- **EXERCISE INSTRUCTIONS**
Exactly the lines from the first line of the listing through the line containing "foreground mask generation." should appear in the output, unchanged.

- **RECORDS SHOWN**
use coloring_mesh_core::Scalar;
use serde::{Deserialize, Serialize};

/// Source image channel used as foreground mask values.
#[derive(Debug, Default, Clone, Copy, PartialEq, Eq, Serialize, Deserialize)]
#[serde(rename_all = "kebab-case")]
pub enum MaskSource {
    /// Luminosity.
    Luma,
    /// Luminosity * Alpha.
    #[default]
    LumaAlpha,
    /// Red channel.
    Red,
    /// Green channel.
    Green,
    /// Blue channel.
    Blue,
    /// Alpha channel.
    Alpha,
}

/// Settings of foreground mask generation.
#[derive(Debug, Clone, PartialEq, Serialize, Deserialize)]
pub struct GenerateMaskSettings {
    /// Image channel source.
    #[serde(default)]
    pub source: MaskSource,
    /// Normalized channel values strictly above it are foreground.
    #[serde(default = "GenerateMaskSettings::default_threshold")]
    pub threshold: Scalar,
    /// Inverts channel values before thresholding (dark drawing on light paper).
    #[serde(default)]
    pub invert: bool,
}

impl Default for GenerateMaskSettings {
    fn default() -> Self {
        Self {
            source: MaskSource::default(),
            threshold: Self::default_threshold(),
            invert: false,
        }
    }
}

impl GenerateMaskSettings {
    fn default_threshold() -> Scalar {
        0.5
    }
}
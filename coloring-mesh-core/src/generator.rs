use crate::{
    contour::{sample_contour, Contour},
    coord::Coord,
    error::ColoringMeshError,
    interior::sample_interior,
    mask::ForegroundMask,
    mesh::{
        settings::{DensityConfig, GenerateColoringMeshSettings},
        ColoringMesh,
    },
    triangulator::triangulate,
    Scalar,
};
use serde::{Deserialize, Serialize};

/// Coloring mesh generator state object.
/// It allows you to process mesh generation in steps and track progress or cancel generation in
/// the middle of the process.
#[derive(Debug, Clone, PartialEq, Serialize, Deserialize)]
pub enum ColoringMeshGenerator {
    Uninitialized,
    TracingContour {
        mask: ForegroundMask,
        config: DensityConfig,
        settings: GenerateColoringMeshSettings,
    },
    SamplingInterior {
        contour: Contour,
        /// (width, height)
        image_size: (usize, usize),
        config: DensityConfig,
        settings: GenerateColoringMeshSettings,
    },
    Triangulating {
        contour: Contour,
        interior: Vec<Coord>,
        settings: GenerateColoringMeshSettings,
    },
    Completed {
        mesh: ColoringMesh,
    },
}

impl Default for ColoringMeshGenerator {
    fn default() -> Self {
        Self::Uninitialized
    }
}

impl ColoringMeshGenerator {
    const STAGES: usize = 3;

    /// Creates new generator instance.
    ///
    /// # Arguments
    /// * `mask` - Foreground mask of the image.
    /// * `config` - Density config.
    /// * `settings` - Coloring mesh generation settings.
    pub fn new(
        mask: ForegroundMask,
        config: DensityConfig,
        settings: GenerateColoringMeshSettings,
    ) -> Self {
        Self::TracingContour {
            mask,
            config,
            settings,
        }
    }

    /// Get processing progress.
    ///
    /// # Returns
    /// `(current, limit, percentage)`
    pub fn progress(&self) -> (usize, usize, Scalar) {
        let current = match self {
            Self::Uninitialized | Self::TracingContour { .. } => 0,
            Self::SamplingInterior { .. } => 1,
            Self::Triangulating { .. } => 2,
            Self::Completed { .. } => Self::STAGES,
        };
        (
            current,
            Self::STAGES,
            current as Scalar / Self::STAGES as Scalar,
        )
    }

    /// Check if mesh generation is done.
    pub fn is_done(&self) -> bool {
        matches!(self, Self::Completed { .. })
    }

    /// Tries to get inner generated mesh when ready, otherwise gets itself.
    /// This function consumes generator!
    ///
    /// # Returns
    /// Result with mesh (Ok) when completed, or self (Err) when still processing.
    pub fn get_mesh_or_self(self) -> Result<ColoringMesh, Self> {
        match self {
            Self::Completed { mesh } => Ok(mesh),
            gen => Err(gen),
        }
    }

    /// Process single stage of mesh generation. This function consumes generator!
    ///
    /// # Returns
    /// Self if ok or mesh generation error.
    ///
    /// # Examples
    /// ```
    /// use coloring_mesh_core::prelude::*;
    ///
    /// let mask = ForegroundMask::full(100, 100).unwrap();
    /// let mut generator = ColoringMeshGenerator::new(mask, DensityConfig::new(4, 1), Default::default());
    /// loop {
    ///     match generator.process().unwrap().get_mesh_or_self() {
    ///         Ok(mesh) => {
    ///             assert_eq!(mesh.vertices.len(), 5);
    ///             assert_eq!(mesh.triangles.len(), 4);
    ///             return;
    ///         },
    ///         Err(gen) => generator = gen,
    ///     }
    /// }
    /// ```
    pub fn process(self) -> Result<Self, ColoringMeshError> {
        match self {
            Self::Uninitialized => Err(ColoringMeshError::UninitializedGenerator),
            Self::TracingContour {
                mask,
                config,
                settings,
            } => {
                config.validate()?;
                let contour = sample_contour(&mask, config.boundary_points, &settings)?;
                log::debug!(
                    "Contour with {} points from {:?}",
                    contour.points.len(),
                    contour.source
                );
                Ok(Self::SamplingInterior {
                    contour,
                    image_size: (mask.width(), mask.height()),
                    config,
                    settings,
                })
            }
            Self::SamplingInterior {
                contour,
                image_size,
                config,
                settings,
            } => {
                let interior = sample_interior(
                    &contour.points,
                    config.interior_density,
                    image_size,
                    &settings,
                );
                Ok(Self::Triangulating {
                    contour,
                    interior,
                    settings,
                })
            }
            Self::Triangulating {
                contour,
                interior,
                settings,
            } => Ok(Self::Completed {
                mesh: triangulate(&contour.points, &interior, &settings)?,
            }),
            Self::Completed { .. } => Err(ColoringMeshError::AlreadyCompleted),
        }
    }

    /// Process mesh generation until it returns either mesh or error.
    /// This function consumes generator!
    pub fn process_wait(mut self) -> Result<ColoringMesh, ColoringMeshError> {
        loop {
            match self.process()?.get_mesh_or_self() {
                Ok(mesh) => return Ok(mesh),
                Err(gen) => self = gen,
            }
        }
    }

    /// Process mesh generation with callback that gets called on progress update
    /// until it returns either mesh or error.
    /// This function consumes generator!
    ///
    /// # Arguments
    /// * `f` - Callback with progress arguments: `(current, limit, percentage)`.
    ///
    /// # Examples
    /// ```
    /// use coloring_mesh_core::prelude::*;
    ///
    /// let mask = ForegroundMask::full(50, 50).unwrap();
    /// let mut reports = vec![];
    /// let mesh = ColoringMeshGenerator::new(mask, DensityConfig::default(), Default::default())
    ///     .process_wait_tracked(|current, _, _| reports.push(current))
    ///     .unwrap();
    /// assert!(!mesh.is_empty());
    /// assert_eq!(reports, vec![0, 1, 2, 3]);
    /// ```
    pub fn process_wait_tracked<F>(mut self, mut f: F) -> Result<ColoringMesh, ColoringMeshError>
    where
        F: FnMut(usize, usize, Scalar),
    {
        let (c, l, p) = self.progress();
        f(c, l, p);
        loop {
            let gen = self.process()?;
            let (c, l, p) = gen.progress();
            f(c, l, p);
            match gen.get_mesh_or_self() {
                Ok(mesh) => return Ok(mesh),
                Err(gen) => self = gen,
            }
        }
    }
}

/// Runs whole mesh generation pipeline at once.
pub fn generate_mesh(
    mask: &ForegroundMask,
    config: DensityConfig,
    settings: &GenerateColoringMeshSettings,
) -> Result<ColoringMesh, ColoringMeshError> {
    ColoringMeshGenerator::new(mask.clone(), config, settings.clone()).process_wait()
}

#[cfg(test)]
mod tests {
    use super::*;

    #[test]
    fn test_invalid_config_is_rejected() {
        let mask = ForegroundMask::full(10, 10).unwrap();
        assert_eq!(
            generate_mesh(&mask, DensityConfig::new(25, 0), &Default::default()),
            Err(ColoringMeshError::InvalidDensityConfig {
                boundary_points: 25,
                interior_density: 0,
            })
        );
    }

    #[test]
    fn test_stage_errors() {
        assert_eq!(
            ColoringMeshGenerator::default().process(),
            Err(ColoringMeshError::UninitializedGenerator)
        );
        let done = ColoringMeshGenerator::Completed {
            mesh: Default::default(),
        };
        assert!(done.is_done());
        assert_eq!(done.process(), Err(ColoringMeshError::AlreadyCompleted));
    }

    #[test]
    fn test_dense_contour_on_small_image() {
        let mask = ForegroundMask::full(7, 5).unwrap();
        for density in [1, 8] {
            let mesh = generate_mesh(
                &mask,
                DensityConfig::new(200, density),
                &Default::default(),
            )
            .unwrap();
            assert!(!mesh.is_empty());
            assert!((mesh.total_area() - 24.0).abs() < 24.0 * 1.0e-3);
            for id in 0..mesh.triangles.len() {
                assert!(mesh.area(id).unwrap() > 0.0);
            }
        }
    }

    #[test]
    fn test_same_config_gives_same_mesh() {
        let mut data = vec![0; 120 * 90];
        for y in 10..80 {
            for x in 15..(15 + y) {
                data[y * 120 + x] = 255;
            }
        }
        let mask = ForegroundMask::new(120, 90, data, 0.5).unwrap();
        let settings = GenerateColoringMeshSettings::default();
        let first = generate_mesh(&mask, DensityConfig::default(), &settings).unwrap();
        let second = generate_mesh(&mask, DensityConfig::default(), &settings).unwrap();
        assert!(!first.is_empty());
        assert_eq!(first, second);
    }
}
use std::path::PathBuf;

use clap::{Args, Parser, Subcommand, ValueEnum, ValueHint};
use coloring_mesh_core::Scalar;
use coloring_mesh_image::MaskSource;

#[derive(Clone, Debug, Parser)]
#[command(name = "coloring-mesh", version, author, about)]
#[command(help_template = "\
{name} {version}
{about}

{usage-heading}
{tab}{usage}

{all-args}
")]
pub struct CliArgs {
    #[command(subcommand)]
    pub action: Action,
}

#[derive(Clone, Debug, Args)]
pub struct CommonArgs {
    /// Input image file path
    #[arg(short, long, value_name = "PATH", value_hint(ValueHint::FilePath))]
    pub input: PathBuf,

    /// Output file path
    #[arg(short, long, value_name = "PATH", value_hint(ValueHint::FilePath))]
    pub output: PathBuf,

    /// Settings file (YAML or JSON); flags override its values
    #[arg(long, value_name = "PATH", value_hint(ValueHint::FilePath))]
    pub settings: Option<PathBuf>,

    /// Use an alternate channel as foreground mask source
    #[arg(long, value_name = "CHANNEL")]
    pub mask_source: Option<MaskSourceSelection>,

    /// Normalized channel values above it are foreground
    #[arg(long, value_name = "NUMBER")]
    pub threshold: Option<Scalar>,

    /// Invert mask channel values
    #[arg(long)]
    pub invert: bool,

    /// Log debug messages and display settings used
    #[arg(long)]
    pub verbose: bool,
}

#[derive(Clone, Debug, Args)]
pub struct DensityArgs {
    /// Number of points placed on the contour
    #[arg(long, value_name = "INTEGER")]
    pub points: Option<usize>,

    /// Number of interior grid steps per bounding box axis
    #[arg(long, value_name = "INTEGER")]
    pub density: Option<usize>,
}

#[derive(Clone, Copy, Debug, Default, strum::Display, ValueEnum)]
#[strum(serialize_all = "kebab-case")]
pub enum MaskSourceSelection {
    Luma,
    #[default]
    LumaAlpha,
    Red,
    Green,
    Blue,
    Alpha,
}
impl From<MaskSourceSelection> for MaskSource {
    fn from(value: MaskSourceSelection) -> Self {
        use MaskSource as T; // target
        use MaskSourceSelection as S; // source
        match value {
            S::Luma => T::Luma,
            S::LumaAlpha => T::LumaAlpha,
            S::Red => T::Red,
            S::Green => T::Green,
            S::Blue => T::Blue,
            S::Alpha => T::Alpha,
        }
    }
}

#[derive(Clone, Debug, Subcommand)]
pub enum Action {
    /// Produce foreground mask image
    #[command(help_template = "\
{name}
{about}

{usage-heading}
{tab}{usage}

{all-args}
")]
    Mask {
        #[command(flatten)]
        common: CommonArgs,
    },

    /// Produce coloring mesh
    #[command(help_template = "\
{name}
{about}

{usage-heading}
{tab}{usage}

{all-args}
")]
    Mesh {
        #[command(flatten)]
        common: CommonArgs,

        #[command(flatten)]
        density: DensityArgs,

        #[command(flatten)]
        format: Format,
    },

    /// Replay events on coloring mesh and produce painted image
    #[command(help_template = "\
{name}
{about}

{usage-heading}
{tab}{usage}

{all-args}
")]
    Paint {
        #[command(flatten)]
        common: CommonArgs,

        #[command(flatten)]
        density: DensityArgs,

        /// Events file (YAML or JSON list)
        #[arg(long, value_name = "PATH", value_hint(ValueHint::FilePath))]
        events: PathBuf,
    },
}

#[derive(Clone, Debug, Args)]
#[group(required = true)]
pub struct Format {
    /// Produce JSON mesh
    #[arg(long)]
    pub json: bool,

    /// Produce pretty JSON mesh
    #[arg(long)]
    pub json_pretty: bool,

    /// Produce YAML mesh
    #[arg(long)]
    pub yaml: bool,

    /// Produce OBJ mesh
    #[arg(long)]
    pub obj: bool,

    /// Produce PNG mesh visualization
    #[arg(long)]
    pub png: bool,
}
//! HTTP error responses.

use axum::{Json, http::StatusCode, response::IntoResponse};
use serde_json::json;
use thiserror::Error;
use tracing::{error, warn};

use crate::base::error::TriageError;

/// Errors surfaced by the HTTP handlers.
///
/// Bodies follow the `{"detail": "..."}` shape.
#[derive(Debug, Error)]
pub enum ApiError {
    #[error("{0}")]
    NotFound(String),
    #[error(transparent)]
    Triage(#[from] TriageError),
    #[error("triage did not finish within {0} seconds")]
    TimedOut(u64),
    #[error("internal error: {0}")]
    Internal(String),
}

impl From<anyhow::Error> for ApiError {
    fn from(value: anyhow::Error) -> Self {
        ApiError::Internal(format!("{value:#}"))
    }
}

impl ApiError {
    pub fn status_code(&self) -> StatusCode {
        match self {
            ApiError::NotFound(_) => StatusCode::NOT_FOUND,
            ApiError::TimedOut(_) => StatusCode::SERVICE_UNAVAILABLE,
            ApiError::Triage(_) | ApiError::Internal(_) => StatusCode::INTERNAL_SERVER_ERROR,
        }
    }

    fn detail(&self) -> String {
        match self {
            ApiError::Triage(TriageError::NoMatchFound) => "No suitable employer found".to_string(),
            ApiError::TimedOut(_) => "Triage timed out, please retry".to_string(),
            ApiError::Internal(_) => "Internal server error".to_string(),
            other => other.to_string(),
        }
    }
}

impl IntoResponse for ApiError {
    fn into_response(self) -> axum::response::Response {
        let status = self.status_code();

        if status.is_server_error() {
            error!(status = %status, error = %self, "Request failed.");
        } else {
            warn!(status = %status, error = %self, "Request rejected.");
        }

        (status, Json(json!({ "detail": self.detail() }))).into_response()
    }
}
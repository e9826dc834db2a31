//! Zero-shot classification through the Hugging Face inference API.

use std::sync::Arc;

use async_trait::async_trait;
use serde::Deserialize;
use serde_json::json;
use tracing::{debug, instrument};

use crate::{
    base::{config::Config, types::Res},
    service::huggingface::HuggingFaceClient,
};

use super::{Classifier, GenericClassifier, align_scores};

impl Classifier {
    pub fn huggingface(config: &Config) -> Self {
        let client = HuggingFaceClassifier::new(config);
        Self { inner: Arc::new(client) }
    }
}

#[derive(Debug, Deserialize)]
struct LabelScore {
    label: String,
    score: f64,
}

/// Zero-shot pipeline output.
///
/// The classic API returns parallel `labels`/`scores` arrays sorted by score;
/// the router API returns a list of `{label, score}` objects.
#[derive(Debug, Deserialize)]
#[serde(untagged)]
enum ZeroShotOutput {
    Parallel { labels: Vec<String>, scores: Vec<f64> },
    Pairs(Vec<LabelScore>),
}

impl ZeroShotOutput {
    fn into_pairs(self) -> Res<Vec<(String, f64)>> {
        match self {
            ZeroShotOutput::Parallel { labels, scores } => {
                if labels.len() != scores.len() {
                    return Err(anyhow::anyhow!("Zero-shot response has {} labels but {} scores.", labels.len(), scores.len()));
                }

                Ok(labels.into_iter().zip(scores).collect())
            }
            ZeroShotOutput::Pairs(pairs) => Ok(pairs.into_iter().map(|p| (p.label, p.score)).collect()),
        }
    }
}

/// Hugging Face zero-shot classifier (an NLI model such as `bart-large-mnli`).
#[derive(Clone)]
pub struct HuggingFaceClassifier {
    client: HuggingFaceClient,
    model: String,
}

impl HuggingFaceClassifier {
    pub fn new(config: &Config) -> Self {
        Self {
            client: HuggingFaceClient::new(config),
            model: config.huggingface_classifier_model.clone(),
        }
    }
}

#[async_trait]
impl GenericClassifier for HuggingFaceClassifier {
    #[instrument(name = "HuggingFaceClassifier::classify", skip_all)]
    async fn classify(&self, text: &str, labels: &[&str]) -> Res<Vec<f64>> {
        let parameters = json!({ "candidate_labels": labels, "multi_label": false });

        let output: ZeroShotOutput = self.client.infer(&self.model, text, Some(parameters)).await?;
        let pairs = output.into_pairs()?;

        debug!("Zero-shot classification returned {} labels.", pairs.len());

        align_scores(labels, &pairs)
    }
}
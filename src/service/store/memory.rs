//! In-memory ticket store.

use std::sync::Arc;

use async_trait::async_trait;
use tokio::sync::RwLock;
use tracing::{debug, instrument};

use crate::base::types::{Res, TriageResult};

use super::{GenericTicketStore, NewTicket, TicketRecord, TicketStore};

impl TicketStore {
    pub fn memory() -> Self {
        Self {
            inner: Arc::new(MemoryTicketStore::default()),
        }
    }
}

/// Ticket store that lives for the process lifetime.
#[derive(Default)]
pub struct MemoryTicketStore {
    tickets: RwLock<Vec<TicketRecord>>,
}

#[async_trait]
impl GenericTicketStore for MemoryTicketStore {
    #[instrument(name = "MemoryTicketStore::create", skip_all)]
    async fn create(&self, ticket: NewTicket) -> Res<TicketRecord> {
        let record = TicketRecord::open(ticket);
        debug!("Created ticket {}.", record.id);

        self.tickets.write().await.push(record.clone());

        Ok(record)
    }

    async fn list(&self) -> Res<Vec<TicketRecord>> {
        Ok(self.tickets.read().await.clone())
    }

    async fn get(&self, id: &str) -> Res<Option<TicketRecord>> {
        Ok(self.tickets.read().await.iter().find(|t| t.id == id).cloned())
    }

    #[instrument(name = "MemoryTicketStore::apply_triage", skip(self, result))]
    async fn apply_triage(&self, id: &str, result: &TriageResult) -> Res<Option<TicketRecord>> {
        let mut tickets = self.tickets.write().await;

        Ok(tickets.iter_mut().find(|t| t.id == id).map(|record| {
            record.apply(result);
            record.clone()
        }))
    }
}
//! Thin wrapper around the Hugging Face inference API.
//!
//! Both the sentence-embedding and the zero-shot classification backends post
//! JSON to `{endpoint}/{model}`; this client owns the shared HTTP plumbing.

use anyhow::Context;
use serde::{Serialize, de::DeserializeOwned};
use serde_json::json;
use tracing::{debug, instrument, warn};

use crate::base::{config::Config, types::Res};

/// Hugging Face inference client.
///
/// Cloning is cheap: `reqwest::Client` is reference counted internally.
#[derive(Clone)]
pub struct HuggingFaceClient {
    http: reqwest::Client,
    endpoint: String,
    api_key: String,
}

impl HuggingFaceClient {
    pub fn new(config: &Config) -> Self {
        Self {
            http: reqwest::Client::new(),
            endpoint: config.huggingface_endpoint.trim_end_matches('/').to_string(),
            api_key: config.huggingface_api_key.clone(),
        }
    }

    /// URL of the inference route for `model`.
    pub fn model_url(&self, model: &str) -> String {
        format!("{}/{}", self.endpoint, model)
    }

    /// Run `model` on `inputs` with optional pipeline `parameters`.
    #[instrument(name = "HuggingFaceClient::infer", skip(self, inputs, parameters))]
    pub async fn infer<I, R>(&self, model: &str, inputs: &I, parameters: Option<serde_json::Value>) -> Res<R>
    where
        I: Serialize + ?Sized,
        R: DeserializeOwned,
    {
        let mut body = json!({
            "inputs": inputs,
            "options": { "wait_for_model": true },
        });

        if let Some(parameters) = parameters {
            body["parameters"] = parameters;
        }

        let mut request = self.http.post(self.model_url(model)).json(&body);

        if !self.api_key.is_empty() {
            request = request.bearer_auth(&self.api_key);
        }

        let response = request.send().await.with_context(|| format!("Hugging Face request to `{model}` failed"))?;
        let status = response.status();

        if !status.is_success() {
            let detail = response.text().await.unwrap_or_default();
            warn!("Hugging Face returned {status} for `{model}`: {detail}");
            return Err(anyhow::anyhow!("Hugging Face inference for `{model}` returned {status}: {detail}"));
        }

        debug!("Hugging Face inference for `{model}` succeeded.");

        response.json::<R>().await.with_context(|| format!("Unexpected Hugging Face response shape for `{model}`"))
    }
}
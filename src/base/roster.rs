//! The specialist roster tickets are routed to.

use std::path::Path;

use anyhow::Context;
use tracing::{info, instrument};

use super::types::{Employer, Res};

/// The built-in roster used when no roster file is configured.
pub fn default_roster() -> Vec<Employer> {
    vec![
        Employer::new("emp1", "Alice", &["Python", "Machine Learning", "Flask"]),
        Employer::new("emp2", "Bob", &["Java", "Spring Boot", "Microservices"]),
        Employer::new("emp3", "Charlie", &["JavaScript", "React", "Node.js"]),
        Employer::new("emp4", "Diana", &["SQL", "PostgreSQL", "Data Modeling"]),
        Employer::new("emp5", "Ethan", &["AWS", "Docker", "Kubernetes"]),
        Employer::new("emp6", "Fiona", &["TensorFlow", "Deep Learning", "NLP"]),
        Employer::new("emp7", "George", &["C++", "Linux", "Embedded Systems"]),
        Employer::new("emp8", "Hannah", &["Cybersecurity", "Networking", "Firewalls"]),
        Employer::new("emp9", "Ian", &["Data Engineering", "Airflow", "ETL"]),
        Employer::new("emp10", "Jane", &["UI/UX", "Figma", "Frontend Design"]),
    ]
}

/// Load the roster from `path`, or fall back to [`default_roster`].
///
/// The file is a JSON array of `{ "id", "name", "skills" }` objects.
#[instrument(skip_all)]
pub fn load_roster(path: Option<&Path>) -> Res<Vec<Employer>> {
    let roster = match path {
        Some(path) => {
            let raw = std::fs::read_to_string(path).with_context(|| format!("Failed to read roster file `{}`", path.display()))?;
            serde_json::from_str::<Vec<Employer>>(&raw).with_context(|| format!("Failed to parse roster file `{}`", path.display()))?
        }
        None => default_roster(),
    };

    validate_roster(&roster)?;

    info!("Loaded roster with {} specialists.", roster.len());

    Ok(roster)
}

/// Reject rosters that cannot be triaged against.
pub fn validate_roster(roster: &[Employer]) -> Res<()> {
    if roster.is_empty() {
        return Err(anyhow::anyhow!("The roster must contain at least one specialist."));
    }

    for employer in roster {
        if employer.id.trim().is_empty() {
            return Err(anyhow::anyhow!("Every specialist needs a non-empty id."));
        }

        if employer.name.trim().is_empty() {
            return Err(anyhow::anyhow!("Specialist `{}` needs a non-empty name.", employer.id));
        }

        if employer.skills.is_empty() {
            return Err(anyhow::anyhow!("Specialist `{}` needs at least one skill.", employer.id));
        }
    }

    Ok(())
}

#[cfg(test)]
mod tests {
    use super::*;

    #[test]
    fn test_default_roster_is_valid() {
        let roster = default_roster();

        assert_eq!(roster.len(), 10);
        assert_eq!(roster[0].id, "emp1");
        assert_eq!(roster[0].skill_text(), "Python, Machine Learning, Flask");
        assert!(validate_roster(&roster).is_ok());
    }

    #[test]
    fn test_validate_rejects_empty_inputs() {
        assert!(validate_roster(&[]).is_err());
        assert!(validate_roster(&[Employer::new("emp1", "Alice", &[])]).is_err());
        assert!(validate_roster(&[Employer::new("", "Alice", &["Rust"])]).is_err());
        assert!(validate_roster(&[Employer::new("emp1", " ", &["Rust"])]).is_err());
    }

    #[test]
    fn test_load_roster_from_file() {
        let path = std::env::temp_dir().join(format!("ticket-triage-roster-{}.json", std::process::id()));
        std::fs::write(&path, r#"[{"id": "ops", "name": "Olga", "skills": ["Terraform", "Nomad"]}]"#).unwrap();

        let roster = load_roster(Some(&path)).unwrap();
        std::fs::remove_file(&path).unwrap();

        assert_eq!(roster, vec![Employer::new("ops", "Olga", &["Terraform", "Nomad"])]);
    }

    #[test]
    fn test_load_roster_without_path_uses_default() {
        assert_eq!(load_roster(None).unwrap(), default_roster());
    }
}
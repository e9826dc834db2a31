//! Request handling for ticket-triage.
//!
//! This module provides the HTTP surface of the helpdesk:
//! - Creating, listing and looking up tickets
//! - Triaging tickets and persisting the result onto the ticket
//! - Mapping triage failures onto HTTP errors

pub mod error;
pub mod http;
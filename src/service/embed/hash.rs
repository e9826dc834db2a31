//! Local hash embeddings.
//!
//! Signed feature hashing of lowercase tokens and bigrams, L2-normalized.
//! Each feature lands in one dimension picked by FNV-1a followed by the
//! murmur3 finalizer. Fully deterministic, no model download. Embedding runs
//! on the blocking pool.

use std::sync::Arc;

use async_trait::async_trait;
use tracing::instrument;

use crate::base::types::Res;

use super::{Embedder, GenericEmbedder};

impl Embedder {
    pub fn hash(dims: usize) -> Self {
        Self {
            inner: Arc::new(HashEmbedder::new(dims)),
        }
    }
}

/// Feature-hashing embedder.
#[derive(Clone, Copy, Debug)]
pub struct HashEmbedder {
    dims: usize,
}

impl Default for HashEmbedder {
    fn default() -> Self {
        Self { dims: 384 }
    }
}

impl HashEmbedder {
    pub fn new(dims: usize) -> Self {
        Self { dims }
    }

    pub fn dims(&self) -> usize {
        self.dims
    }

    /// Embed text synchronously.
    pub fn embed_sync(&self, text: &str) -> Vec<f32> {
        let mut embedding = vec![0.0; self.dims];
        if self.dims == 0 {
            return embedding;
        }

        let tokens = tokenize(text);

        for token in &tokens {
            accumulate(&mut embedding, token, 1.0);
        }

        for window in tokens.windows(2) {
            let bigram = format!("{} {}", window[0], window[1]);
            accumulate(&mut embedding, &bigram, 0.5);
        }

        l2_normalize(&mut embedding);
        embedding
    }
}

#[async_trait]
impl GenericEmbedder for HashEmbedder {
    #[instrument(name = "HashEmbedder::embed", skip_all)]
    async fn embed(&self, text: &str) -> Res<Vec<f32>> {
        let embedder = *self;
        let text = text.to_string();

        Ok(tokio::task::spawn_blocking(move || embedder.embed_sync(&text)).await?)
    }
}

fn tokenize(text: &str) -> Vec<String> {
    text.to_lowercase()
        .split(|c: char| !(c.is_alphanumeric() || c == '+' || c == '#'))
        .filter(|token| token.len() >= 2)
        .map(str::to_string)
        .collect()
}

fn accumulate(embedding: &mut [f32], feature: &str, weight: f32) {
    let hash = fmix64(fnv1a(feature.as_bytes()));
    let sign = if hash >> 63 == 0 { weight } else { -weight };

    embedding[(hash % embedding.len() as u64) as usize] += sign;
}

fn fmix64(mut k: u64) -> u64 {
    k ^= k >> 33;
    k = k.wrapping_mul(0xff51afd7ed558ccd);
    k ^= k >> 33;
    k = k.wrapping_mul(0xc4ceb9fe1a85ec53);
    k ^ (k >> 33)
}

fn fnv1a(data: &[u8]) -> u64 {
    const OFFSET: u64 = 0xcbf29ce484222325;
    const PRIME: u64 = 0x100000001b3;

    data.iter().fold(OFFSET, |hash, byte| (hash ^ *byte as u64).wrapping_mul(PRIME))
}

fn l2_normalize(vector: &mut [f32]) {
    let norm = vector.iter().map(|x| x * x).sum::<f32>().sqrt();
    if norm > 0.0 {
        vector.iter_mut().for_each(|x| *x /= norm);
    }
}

- **ANSWER FOR THE TASK**
use coloring_mesh_core::Scalar;
use serde::{Deserialize, Serialize};

/// Source image channel used as foreground mask values.
#[derive(Debug, Default, Clone, Copy, PartialEq, Eq, Serialize, Deserialize)]
#[serde(rename_all = "kebab-case")]
pub enum MaskSource {
    /// Luminosity.
    Luma,
    /// Luminosity * Alpha.
    #[default]
    LumaAlpha,
    /// Red channel.
    Red,
    /// Green channel.
    Green,
    /// Blue channel.
    Blue,
    /// Alpha channel.
    Alpha,
}

/// Settings of foreground mask generation.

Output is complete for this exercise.